SSI within 1 month after TLIF is one of the most common and serious complications. The occurrence of SSI not only seriously affected the prognosis of patients, but also caused a huge economic burden. Therefore, clinicians have never been negligent in improving surgical techniques, postoperative care and the use of perioperative preventive antibiotics [3, 4, 7]. At the same time, the researches on risk factors of SSI are also increasingly in-depth. Most of the previous studies on risk factors are related to age, diabetes, subcutaneous fat thickness, number of surgical segments, and so on [22]. However, it has been reported recently that fat infiltration of LMM may be a new risk factor for SSI [18].
LPM is the muscle group around the lumbar spine including LMM. Similar to lumbar degeneration, LPM decreases in size and increases in fat infiltration with age, which affect the stability of the lumbar spine [10, 18]. Many studies have shown that fat infiltration is closely related to infection [13], while most studies on LPM fat infiltration are related to low back pain [11, 12], and few articles have reported the correlation between LPM fat infiltration and SSI after lumbar surgery.
Considering that most of the previous studies are single factor analysis results, there is a lack of focus on multi factors risk assessment of patients.

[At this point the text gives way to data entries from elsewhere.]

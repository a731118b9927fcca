//! Self-rescheduling animation loop with explicit start/stop

use crate::host::{FrameHandle, Host};

/// A running flag plus the handle of the one pending frame.
///
/// While running there is exactly one scheduled frame; after `stop` there
/// is none, and frames scheduled before the stop are rejected.
#[derive(Debug, Default)]
pub struct FrameLoop {
    running: bool,
    pending: Option<FrameHandle>,
}

impl FrameLoop {
    pub fn is_running(&self) -> bool {
        self.running
    }

    pub fn pending(&self) -> Option<FrameHandle> {
        self.pending
    }

    pub fn start<H: Host + ?Sized>(&mut self, host: &mut H) {
        if self.running {
            return;
        }
        self.running = true;
        self.pending = Some(host.request_frame());
    }

    /// Accept a fired frame and arm the next one.
    ///
    /// Returns false, without scheduling anything, for frames that do not
    /// belong to the running loop.
    pub fn on_frame<H: Host + ?Sized>(&mut self, handle: FrameHandle, host: &mut H) -> bool {
        if !self.running || self.pending != Some(handle) {
            return false;
        }
        self.pending = Some(host.request_frame());
        true
    }

    pub fn stop<H: Host + ?Sized>(&mut self, host: &mut H) {
        if let Some(handle) = self.pending.take() {
            host.cancel_frame(handle);
        }
        self.running = false;
    }
}

#[cfg(test)]
mod tests {
    use super::*;
    use crate::host::testing::RecordingHost;

    #[test]
    fn test_start_arms_one_frame() {
        let mut host = RecordingHost::default();
        let mut frames = FrameLoop::default();
        frames.start(&mut host);
        frames.start(&mut host);
        assert!(frames.is_running());
        assert_eq!(host.frames.len(), 1);
    }

    #[test]
    fn test_each_frame_rearms() {
        let mut host = RecordingHost::default();
        let mut frames = FrameLoop::default();
        frames.start(&mut host);

        for _ in 0..5 {
            let handle = host.fire_frame().unwrap();
            assert!(frames.on_frame(handle, &mut host));
            assert_eq!(host.frames.len(), 1);
        }
    }

    #[test]
    fn test_stop_cancels_pending_frame() {
        let mut host = RecordingHost::default();
        let mut frames = FrameLoop::default();
        frames.start(&mut host);
        frames.stop(&mut host);
        assert!(!frames.is_running());
        assert!(host.frames.is_empty());
        assert_eq!(frames.pending(), None);
    }

    #[test]
    fn test_stale_frame_is_rejected() {
        let mut host = RecordingHost::default();
        let mut frames = FrameLoop::default();
        frames.start(&mut host);
        let stale = host.fire_frame().unwrap();
        frames.stop(&mut host);

        assert!(!frames.on_frame(stale, &mut host));
        assert!(host.frames.is_empty());
    }
}
//! Particle colors

/// RGBA color in linear space with values in [0, 1]
#[derive(Clone, Copy, Debug, PartialEq)]
pub struct Color {
    pub r: f32,
    pub g: f32,
    pub b: f32,
    pub a: f32,
}

impl Color {
    pub const fn new(r: f32, g: f32, b: f32, a: f32) -> Self {
        Self { r, g, b, a }
    }

    /// Convert sRGB color (0-255) to linear space
    #[inline]
    pub const fn from_srgba(r: u8, g: u8, b: u8, a: u8) -> Self {
        const fn srgb_to_linear(c: u8) -> f32 {
            let x = c as f32 / 255.0;
            if x <= 0.04045 {
                x / 12.92
            } else {
                // Polynomial approximation of ((x + 0.055) / 1.055)^2.4
                let t = (x + 0.055) / 1.055;
                t * t * (0.5870 * t + 0.4130)
            }
        }

        Self::new(
            srgb_to_linear(r),
            srgb_to_linear(g),
            srgb_to_linear(b),
            a as f32 / 255.0,
        )
    }

    pub fn with_alpha(mut self, alpha: f32) -> Self {
        self.a = alpha;
        self
    }

    pub fn to_array(self) -> [f32; 4] {
        [self.r, self.g, self.b, self.a]
    }
}

/// Indigo-500 at 80% alpha
pub const INDIGO: Color = Color::from_srgba(99, 102, 241, 204);
/// Violet-500 at 80% alpha
pub const VIOLET: Color = Color::from_srgba(139, 92, 246, 204);
/// Purple-500 at 80% alpha
pub const PURPLE: Color = Color::from_srgba(168, 85, 247, 204);

/// Fixed palette particles pick their color from
pub const PALETTE: [Color; 3] = [INDIGO, VIOLET, PURPLE];

/// Look up a palette entry, wrapping out-of-range indices
pub fn palette_color(index: u32) -> Color {
    PALETTE[index as usize % PALETTE.len()]
}

#[cfg(test)]
mod tests {
    use super::*;

    #[test]
    fn test_srgb_extremes() {
        let black = Color::from_srgba(0, 0, 0, 255);
        let white = Color::from_srgba(255, 255, 255, 255);
        assert_eq!(black.r, 0.0);
        assert!((white.r - 1.0).abs() < 1e-3);
        assert_eq!(white.a, 1.0);
    }

    #[test]
    fn test_palette_is_blue_dominant() {
        for color in PALETTE {
            assert!(color.b > color.r);
            assert!(color.b > color.g);
            assert!((color.a - 0.8).abs() < 1e-2);
        }
    }

    #[test]
    fn test_palette_index_wraps() {
        assert_eq!(palette_color(0), INDIGO);
        assert_eq!(palette_color(4), VIOLET);
    }
}
//! Lattice-anchored particles and their per-frame update

use crate::color::{palette_color, Color};
use crate::constants::*;
use crate::forces::{opacity_for_displacement, repulsion_impulse, spring_force};
use glam::Vec2;

/// Constants governing a single particle step
#[derive(Clone, Copy, Debug, PartialEq)]
pub struct ParticleDynamics {
    pub repulsion_radius: f32,
    pub push_force: f32,
    pub spring_stiffness: f32,
    pub damping: f32,
    pub base_opacity: f32,
    pub saturation_displacement: f32,
}

impl Default for ParticleDynamics {
    fn default() -> Self {
        Self {
            repulsion_radius: REPULSION_RADIUS,
            push_force: PUSH_FORCE,
            spring_stiffness: SPRING_STIFFNESS,
            damping: DAMPING,
            base_opacity: BASE_OPACITY,
            saturation_displacement: SATURATION_DISPLACEMENT,
        }
    }
}

/// A point mass anchored to a lattice cell
#[derive(Clone, Copy, Debug, PartialEq)]
pub struct Particle {
    /// Rest position, fixed at construction
    pub origin: Vec2,
    pub position: Vec2,
    /// Velocity in pixels per frame
    pub velocity: Vec2,
    /// Render radius
    pub size: f32,
    /// Index into [`crate::PALETTE`]
    pub color: u32,
    /// Derived from displacement on every step
    pub opacity: f32,
}

impl Particle {
    /// Create a particle at rest on its anchor
    pub fn new(origin: Vec2, size: f32, color: u32) -> Self {
        Self {
            origin,
            position: origin,
            velocity: Vec2::ZERO,
            size,
            color,
            opacity: BASE_OPACITY,
        }
    }

    /// Distance between the current position and the anchor
    pub fn displacement(&self) -> f32 {
        self.position.distance(self.origin)
    }

    pub fn get_color(&self) -> Color {
        palette_color(self.color)
    }

    /// Advance one frame: pointer push, spring pull, Euler step, damping,
    /// then opacity from the new displacement.
    pub fn step(&mut self, pointer: Vec2, dynamics: &ParticleDynamics) {
        self.velocity += repulsion_impulse(
            self.position,
            pointer,
            dynamics.repulsion_radius,
            dynamics.push_force,
        );
        self.velocity += spring_force(self.position, self.origin, dynamics.spring_stiffness);

        self.position += self.velocity;
        self.velocity *= dynamics.damping;

        self.opacity = opacity_for_displacement(
            self.displacement(),
            dynamics.base_opacity,
            dynamics.saturation_displacement,
        );
    }
}

#[cfg(test)]
mod tests {
    use super::*;

    fn sentinel() -> Vec2 {
        Vec2::from_array(POINTER_SENTINEL)
    }

    #[test]
    fn test_new_particle_is_at_rest() {
        let p = Particle::new(Vec2::new(4.5, 16.5), 2.0, 1);
        assert_eq!(p.position, p.origin);
        assert_eq!(p.velocity, Vec2::ZERO);
        assert_eq!(p.displacement(), 0.0);
        assert_eq!(p.opacity, BASE_OPACITY);
    }

    #[test]
    fn test_rest_particle_stays_put_without_pointer() {
        let dynamics = ParticleDynamics::default();
        let mut p = Particle::new(Vec2::new(100.0, 100.0), 2.0, 0);
        for _ in 0..50 {
            p.step(sentinel(), &dynamics);
        }
        assert_eq!(p.position, p.origin);
        assert_eq!(p.opacity, BASE_OPACITY);
    }

    #[test]
    fn test_pointer_pushes_particle_away() {
        let dynamics = ParticleDynamics::default();
        let mut p = Particle::new(Vec2::new(100.0, 100.0), 2.0, 0);
        let pointer = Vec2::new(140.0, 100.0);
        p.step(pointer, &dynamics);
        assert!(p.position.x < p.origin.x);
        assert!(p.opacity > BASE_OPACITY);
    }

    #[test]
    fn test_displaced_particle_converges_to_origin() {
        let dynamics = ParticleDynamics::default();
        let mut p = Particle::new(Vec2::ZERO, 2.0, 0);
        p.position = Vec2::new(30.0, 0.0);

        // The spring is underdamped, so compare peaks over windows longer
        // than one oscillation rather than frame by frame.
        const WINDOW: usize = 25;
        let mut previous_peak = f32::INFINITY;
        for _ in 0..10 {
            let mut peak: f32 = 0.0;
            for _ in 0..WINDOW {
                p.step(sentinel(), &dynamics);
                peak = peak.max(p.displacement());
            }
            assert!(peak < previous_peak, "{peak} >= {previous_peak}");
            previous_peak = peak;
        }

        for _ in 0..100 {
            p.step(sentinel(), &dynamics);
        }
        assert!(p.displacement() < 1e-2);
        assert!(p.velocity.length() < 1e-2);
    }

    #[test]
    fn test_opacity_saturates_for_large_displacement() {
        let dynamics = ParticleDynamics::default();
        let mut p = Particle::new(Vec2::ZERO, 2.0, 0);
        p.position = Vec2::new(0.0, 200.0);
        p.step(sentinel(), &dynamics);
        assert_eq!(p.opacity, 1.0);
    }
}
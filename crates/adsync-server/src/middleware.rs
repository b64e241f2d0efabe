use std::{
    sync::Arc,
    time::{Duration, Instant},
};

use adsync_core::User;
use axum::{
    extract::{Request, State},
    http::{header::AUTHORIZATION, HeaderValue},
    middleware::Next,
    response::{IntoResponse, Response},
};
use tokio::sync::Mutex;
use uuid::Uuid;

use crate::api::{ApiError, AppState};

/// Newtype wrapping a request ID string, stored as a request extension.
#[derive(Debug, Clone)]
pub struct RequestId(pub String);

/// The authenticated caller, stored as a request extension by
/// [`require_auth`].
#[derive(Clone)]
pub struct CurrentUser(pub User);

#[derive(Debug, Clone)]
struct RateLimitWindow {
    started_at: Instant,
    count: usize,
}

/// Fixed-window limiter shared by all authenticated routes.
#[derive(Debug, Clone)]
pub struct RateLimitState {
    max_requests: usize,
    window: Duration,
    state: Arc<Mutex<RateLimitWindow>>,
}

impl RateLimitState {
    #[must_use]
    pub fn new(max_requests: usize, window: Duration) -> Self {
        Self {
            max_requests,
            window,
            state: Arc::new(Mutex::new(RateLimitWindow {
                started_at: Instant::now(),
                count: 0,
            })),
        }
    }
}

fn request_id_of(req: &Request) -> String {
    req.extensions()
        .get::<RequestId>()
        .map_or_else(String::new, |id| id.0.clone())
}

/// Axum middleware that extracts or generates a request ID.
///
/// If the incoming request has an `x-request-id` header, that value is used.
/// Otherwise a new `UUIDv4` is generated. The ID is:
/// - Inserted into request extensions as [`RequestId`]
/// - Set on the response as the `x-request-id` header
pub async fn request_id(mut req: Request, next: Next) -> Response {
    let id = req
        .headers()
        .get("x-request-id")
        .and_then(|v| v.to_str().ok())
        .map_or_else(|| Uuid::new_v4().to_string(), String::from);

    req.extensions_mut().insert(RequestId(id.clone()));

    let mut res = next.run(req).await;

    if let Ok(val) = HeaderValue::from_str(&id) {
        res.headers_mut().insert("x-request-id", val);
    }

    res
}

/// Resolves the bearer token to a stored user.
pub async fn require_auth(State(state): State<AppState>, mut req: Request, next: Next) -> Response {
    let req_id = request_id_of(&req);
    let Some(token) = extract_bearer_token(req.headers().get(AUTHORIZATION)) else {
        return ApiError::new(req_id, "unauthorized", "Not authorized, no token").into_response();
    };

    let user_id = match state.tokens.verify(token).and_then(|c| c.user_id()) {
        Ok(id) => id,
        Err(e) => {
            tracing::debug!(error = %e, "rejected bearer token");
            return ApiError::new(req_id, "unauthorized", "Not authorized, token failed")
                .into_response();
        }
    };

    match state.users.find_user(user_id).await {
        Ok(Some(user)) => {
            req.extensions_mut().insert(CurrentUser(user));
            next.run(req).await
        }
        Ok(None) => ApiError::new(req_id, "unauthorized", "Not authorized, user not found")
            .into_response(),
        Err(e) => {
            tracing::error!(error = %e, %user_id, "user lookup failed during auth");
            ApiError::new(req_id, "internal_error", "database operation failed").into_response()
        }
    }
}

/// Rejects non-admin callers. Must run after [`require_auth`].
pub async fn require_admin(req: Request, next: Next) -> Response {
    let is_admin = req
        .extensions()
        .get::<CurrentUser>()
        .is_some_and(|user| user.0.is_admin());
    if !is_admin {
        return ApiError::new(request_id_of(&req), "forbidden", "Access denied. Admin only.")
            .into_response();
    }
    next.run(req).await
}

/// Middleware enforcing a fixed request-per-window limit.
pub async fn enforce_rate_limit(
    State(rate_limit): State<RateLimitState>,
    req: Request,
    next: Next,
) -> Response {
    let mut window = rate_limit.state.lock().await;
    let elapsed = window.started_at.elapsed();

    if elapsed >= rate_limit.window {
        window.started_at = Instant::now();
        window.count = 0;
    }

    if window.count >= rate_limit.max_requests {
        drop(window);
        return ApiError::new(request_id_of(&req), "rate_limited", "rate limit exceeded")
            .into_response();
    }

    window.count += 1;
    drop(window);

    next.run(req).await
}

fn extract_bearer_token(value: Option<&HeaderValue>) -> Option<&str> {
    value
        .and_then(|v| v.to_str().ok())
        .and_then(|v| v.strip_prefix("Bearer "))
        .filter(|s| !s.trim().is_empty())
}
//! HTTP client for the Meta Graph Marketing API.
//!
//! Wraps `reqwest` with Graph-specific error decoding, `act_` path handling,
//! and lenient parsing of Graph's stringly-typed numbers. Every request
//! carries the caller's `access_token` as a query parameter; URLs are never
//! logged because of that.

use std::time::Duration;

use adsync_core::currency::local_to_minor_units;
use adsync_core::{AppConfig, Currency, RemoteCredential, DEFAULT_META_BASE_URL};
use async_trait::async_trait;
use chrono::NaiveDate;
use reqwest::{Client, RequestBuilder, Url};
use rust_decimal::Decimal;
use serde::de::DeserializeOwned;
use serde_json::Value;

use crate::error::MetaError;
use crate::insights::summarize;
use crate::objective::remap_objective;
use crate::platform::AdPlatform;
use crate::types::{
    CreateCampaignSpec, CreatedCampaign, CredentialCheck, Insights, ListResponse,
    RawAccountCurrency, RawCampaign, RawCreated, RemoteCampaign, RemoteCampaignPatch,
    RemoteStatus,
};

/// Literal prefix Graph expects on ad account ids in paths.
pub const ACCOUNT_PREFIX: &str = "act_";

/// Graph rejects daily budgets below one major unit.
pub const DAILY_BUDGET_FLOOR_MINOR_UNITS: i64 = 100;

const CAMPAIGN_FIELDS: &str =
    "id,name,status,objective,daily_budget,lifetime_budget,start_time,end_time,created_time,updated_time";
const INSIGHT_FIELDS: &str = "impressions,clicks,ctr,spend,conversions,cpc,cpm,frequency,reach";
const CAMPAIGN_LIST_LIMIT: &str = "100";
const SPECIAL_AD_CATEGORIES: &str = "[]";
const BUYING_TYPE: &str = "AUCTION";
const CONNECT_TIMEOUT_SECS: u64 = 10;

/// Adds the `act_` prefix unless it is already present.
#[must_use]
pub fn account_path(ad_account_id: &str) -> String {
    let id = ad_account_id.trim();
    if id.starts_with(ACCOUNT_PREFIX) {
        id.to_string()
    } else {
        format!("{ACCOUNT_PREFIX}{id}")
    }
}

/// Client for the Graph Marketing API.
///
/// Use [`MetaClient::new`] for production or [`MetaClient::with_base_url`] to
/// point at a mock server in tests.
#[derive(Debug, Clone)]
pub struct MetaClient {
    client: Client,
    base_url: Url,
}

impl MetaClient {
    /// Creates a client pointed at the production Graph API.
    ///
    /// # Errors
    ///
    /// Returns [`MetaError::Unavailable`] if the underlying `reqwest::Client`
    /// cannot be constructed.
    pub fn new(timeout_secs: u64) -> Result<Self, MetaError> {
        Self::with_base_url(timeout_secs, DEFAULT_META_BASE_URL)
    }

    /// Creates a client from the application's Meta settings.
    ///
    /// # Errors
    ///
    /// See [`MetaClient::with_base_url`].
    pub fn from_config(config: &AppConfig) -> Result<Self, MetaError> {
        Self::with_base_url(config.meta_timeout_secs, &config.meta_base_url)
    }

    /// Creates a client with a custom base URL (for testing with wiremock).
    ///
    /// # Errors
    ///
    /// Returns [`MetaError::Unavailable`] if the `reqwest::Client` cannot be
    /// built, or [`MetaError::InvalidBaseUrl`] if `base_url` does not parse as
    /// a hierarchical URL.
    pub fn with_base_url(timeout_secs: u64, base_url: &str) -> Result<Self, MetaError> {
        let client = Client::builder()
            .timeout(Duration::from_secs(timeout_secs))
            .connect_timeout(Duration::from_secs(CONNECT_TIMEOUT_SECS))
            .user_agent("adsync/0.1 (campaign-sync)")
            .build()?;

        let normalised = format!("{}/", base_url.trim_end_matches('/'));
        let parsed = Url::parse(&normalised).map_err(|e| MetaError::InvalidBaseUrl {
            url: base_url.to_string(),
            reason: e.to_string(),
        })?;
        if parsed.cannot_be_a_base() {
            return Err(MetaError::InvalidBaseUrl {
                url: base_url.to_string(),
                reason: "URL cannot carry a path".to_string(),
            });
        }

        Ok(Self {
            client,
            base_url: parsed,
        })
    }

    /// Builds `<base>/<path>?access_token=..&<extra>` with each path segment
    /// and query value percent-encoded.
    fn endpoint(&self, path: &str, access_token: &str, extra: &[(&str, &str)]) -> Url {
        let mut url = self.base_url.clone();
        if let Ok(mut segments) = url.path_segments_mut() {
            segments
                .pop_if_empty()
                .extend(path.split('/').filter(|s| !s.is_empty()));
        }
        {
            let mut pairs = url.query_pairs_mut();
            pairs.append_pair("access_token", access_token);
            for (k, v) in extra {
                pairs.append_pair(k, v);
            }
        }
        url
    }

    /// Sends the request and parses the body as JSON, decoding Graph error
    /// envelopes on non-2xx responses.
    async fn send(&self, request: RequestBuilder, context: &str) -> Result<Value, MetaError> {
        let response = request.send().await?;
        let status = response.status();
        let body = response.text().await?;
        if !status.is_success() {
            return Err(MetaError::from_response(status.as_u16(), &body));
        }
        serde_json::from_str(&body).map_err(|e| MetaError::Deserialize {
            context: context.to_string(),
            source: e,
        })
    }

    fn parse<T: DeserializeOwned>(body: Value, context: &str) -> Result<T, MetaError> {
        serde_json::from_value(body).map_err(|e| MetaError::Deserialize {
            context: context.to_string(),
            source: e,
        })
    }

    /// Looks up the account currency, falling back to USD on any failure.
    async fn account_currency(&self, credential: &RemoteCredential) -> Currency {
        let account = account_path(&credential.ad_account_id);
        let url = self.endpoint(&account, &credential.access_token, &[("fields", "currency")]);
        let result = self
            .send(self.client.get(url), "account currency")
            .await
            .and_then(|body| Self::parse::<RawAccountCurrency>(body, "account currency"));
        match result {
            Ok(RawAccountCurrency {
                currency: Some(code),
            }) => {
                let currency = Currency::from_code_or_usd(&code);
                if currency.code() != code.trim().to_ascii_uppercase() {
                    tracing::warn!(%code, "unsupported account currency; treating amounts as USD");
                }
                currency
            }
            Ok(_) => Currency::Usd,
            Err(e) => {
                tracing::warn!(account = %account, error = %e, "could not fetch account currency; using USD");
                Currency::Usd
            }
        }
    }

    async fn insights(
        &self,
        access_token: &str,
        remote_id: &str,
        range: &[(&str, &str)],
    ) -> Result<Insights, MetaError> {
        let mut params = vec![("fields", INSIGHT_FIELDS), ("time_increment", "1")];
        params.extend_from_slice(range);
        let url = self.endpoint(&format!("{remote_id}/insights"), access_token, &params);
        let context = format!("insights({remote_id})");
        let body = self.send(self.client.get(url), &context).await?;
        let rows: ListResponse<Value> = Self::parse(body, &context)?;
        Ok(summarize(&rows.data))
    }

    async fn permissions(&self, access_token: &str) -> Vec<Value> {
        let url = self.endpoint("me/permissions", access_token, &[]);
        match self.send(self.client.get(url), "me/permissions").await {
            Ok(body) => Self::parse::<ListResponse<Value>>(body, "me/permissions")
                .map(|list| list.data)
                .unwrap_or_default(),
            Err(e) => {
                tracing::debug!(error = %e, "permission lookup failed");
                Vec::new()
            }
        }
    }
}

fn create_status(requested: Option<&str>) -> RemoteStatus {
    match requested.map(|s| s.trim().to_ascii_uppercase()) {
        None => RemoteStatus::Paused,
        Some(s) if s == "ACTIVE" => RemoteStatus::Active,
        Some(s) if s == "PAUSED" => RemoteStatus::Paused,
        Some(other) => {
            tracing::warn!(status = %other, "status not accepted on create; using PAUSED");
            RemoteStatus::Paused
        }
    }
}

fn create_budgets(spec: &CreateCampaignSpec, account: Currency) -> (i64, Option<i64>) {
    let daily = local_to_minor_units(spec.daily_budget, spec.currency, account)
        .max(DAILY_BUDGET_FLOOR_MINOR_UNITS);
    let lifetime = spec
        .lifetime_budget
        .filter(|b| *b > Decimal::ZERO)
        .map(|b| local_to_minor_units(b, spec.currency, account));
    (daily, lifetime)
}

#[async_trait]
impl AdPlatform for MetaClient {
    async fn list_campaigns(
        &self,
        credential: &RemoteCredential,
    ) -> Result<Vec<RemoteCampaign>, MetaError> {
        let account = account_path(&credential.ad_account_id);
        let url = self.endpoint(
            &format!("{account}/campaigns"),
            &credential.access_token,
            &[("fields", CAMPAIGN_FIELDS), ("limit", CAMPAIGN_LIST_LIMIT)],
        );
        let body = self.send(self.client.get(url), "list campaigns").await?;
        let list: ListResponse<RawCampaign> = Self::parse(body, "list campaigns")?;
        tracing::debug!(account = %account, count = list.data.len(), "listed remote campaigns");

        if list.data.is_empty() {
            return Ok(Vec::new());
        }
        let currency = self.account_currency(credential).await;
        Ok(list
            .data
            .into_iter()
            .map(|raw| RemoteCampaign::from_raw(raw, currency))
            .collect())
    }

    async fn fetch_insights(
        &self,
        access_token: &str,
        remote_id: &str,
        date_preset: &str,
    ) -> Result<Insights, MetaError> {
        self.insights(access_token, remote_id, &[("date_preset", date_preset)])
            .await
    }

    async fn fetch_insights_range(
        &self,
        access_token: &str,
        remote_id: &str,
        since: NaiveDate,
        until: NaiveDate,
    ) -> Result<Insights, MetaError> {
        let time_range = serde_json::json!({
            "since": since.format("%Y-%m-%d").to_string(),
            "until": until.format("%Y-%m-%d").to_string(),
        })
        .to_string();
        self.insights(access_token, remote_id, &[("time_range", &time_range)])
            .await
    }

    async fn create_campaign(
        &self,
        credential: &RemoteCredential,
        spec: &CreateCampaignSpec,
    ) -> Result<CreatedCampaign, MetaError> {
        let objective = remap_objective(&spec.objective);
        let status = create_status(spec.status.as_deref());
        let currency = self.account_currency(credential).await;
        let (daily, lifetime) = create_budgets(spec, currency);

        let daily_param = daily.to_string();
        let lifetime_param = lifetime.map(|l| l.to_string());
        let mut params = vec![
            ("name", spec.name.as_str()),
            ("objective", objective.as_str()),
            ("status", status.as_str()),
            ("special_ad_categories", SPECIAL_AD_CATEGORIES),
            ("buying_type", BUYING_TYPE),
            ("daily_budget", daily_param.as_str()),
        ];
        if let Some(lifetime) = lifetime_param.as_deref() {
            params.push(("lifetime_budget", lifetime));
        }

        let account = account_path(&credential.ad_account_id);
        let url = self.endpoint(
            &format!("{account}/campaigns"),
            &credential.access_token,
            &params,
        );
        let body = self.send(self.client.post(url), "create campaign").await?;
        let created: RawCreated = Self::parse(body, "create campaign")?;

        tracing::info!(
            remote_id = %created.id,
            objective = objective.as_str(),
            status = status.as_str(),
            currency = currency.code(),
            daily_budget_minor_units = daily,
            "created remote campaign"
        );

        Ok(CreatedCampaign {
            id: created.id,
            objective: objective.as_str().to_string(),
            status,
            currency,
            daily_budget_minor_units: daily,
            lifetime_budget_minor_units: lifetime,
        })
    }

    async fn update_campaign(
        &self,
        access_token: &str,
        remote_id: &str,
        patch: &RemoteCampaignPatch,
    ) -> Result<(), MetaError> {
        let owned = patch.to_params();
        let params: Vec<(&str, &str)> = owned.iter().map(|(k, v)| (*k, v.as_str())).collect();
        let url = self.endpoint(remote_id, access_token, &params);
        self.send(self.client.post(url), "update campaign").await?;
        Ok(())
    }

    async fn set_status(
        &self,
        access_token: &str,
        remote_id: &str,
        status: RemoteStatus,
    ) -> Result<(), MetaError> {
        let url = self.endpoint(remote_id, access_token, &[("status", status.as_str())]);
        self.send(self.client.post(url), "set status").await?;
        Ok(())
    }

    async fn delete_campaign(&self, access_token: &str, remote_id: &str) -> Result<(), MetaError> {
        let url = self.endpoint(remote_id, access_token, &[]);
        self.send(self.client.delete(url), "delete campaign").await?;
        Ok(())
    }

    async fn validate_credential(&self, credential: &RemoteCredential) -> CredentialCheck {
        let token = &credential.access_token;
        let failed = |e: &MetaError| CredentialCheck {
            valid: false,
            error: Some(e.user_message()),
            ..CredentialCheck::default()
        };

        let me_url = self.endpoint("me", token, &[("fields", "id,name")]);
        let user = match self.send(self.client.get(me_url), "me").await {
            Ok(user) => user,
            Err(e) => return failed(&e),
        };

        let account_url = self.endpoint(
            &account_path(&credential.ad_account_id),
            token,
            &[("fields", "id,name,account_status,currency")],
        );
        let ad_account = match self.send(self.client.get(account_url), "ad account").await {
            Ok(account) => account,
            Err(e) => return failed(&e),
        };

        CredentialCheck {
            valid: true,
            user: Some(user),
            ad_account: Some(ad_account),
            permissions: self.permissions(token).await,
            error: None,
        }
    }
}

#[cfg(test)]
#[path = "client_test.rs"]
mod tests;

Our research is based on multiple logistic regression analysis. First, we preliminarily select 32 potential risk variables for research according to the data previously reported.
Secondly, univariate regression analysis is used to identify seven independent risk factors related to SSI, including the highest CRP, subcutaneous fat thickness, LPM fat infiltration, diabetes, UTIs, occupation and surgery duration. Finally, we select only three of the seven independent risk factors through multivariable regression analysis, including LPM fat infiltration, surgery duration and diabetes, which are easily obtained in routine clinical practice. The good calibration curve, high C-index and AUC values of the nomogram show that the method is feasible and has accurate prediction ability. In addition, the validation cohort further confirms that the nomogram can be widely used to predict the risk of SSI within 1 month after TLIF. DCA shows that when the threshold probability is less than 0.74, it is clinically valuable to use nomogram to predict the risk of SSI within 1 month after TLIF.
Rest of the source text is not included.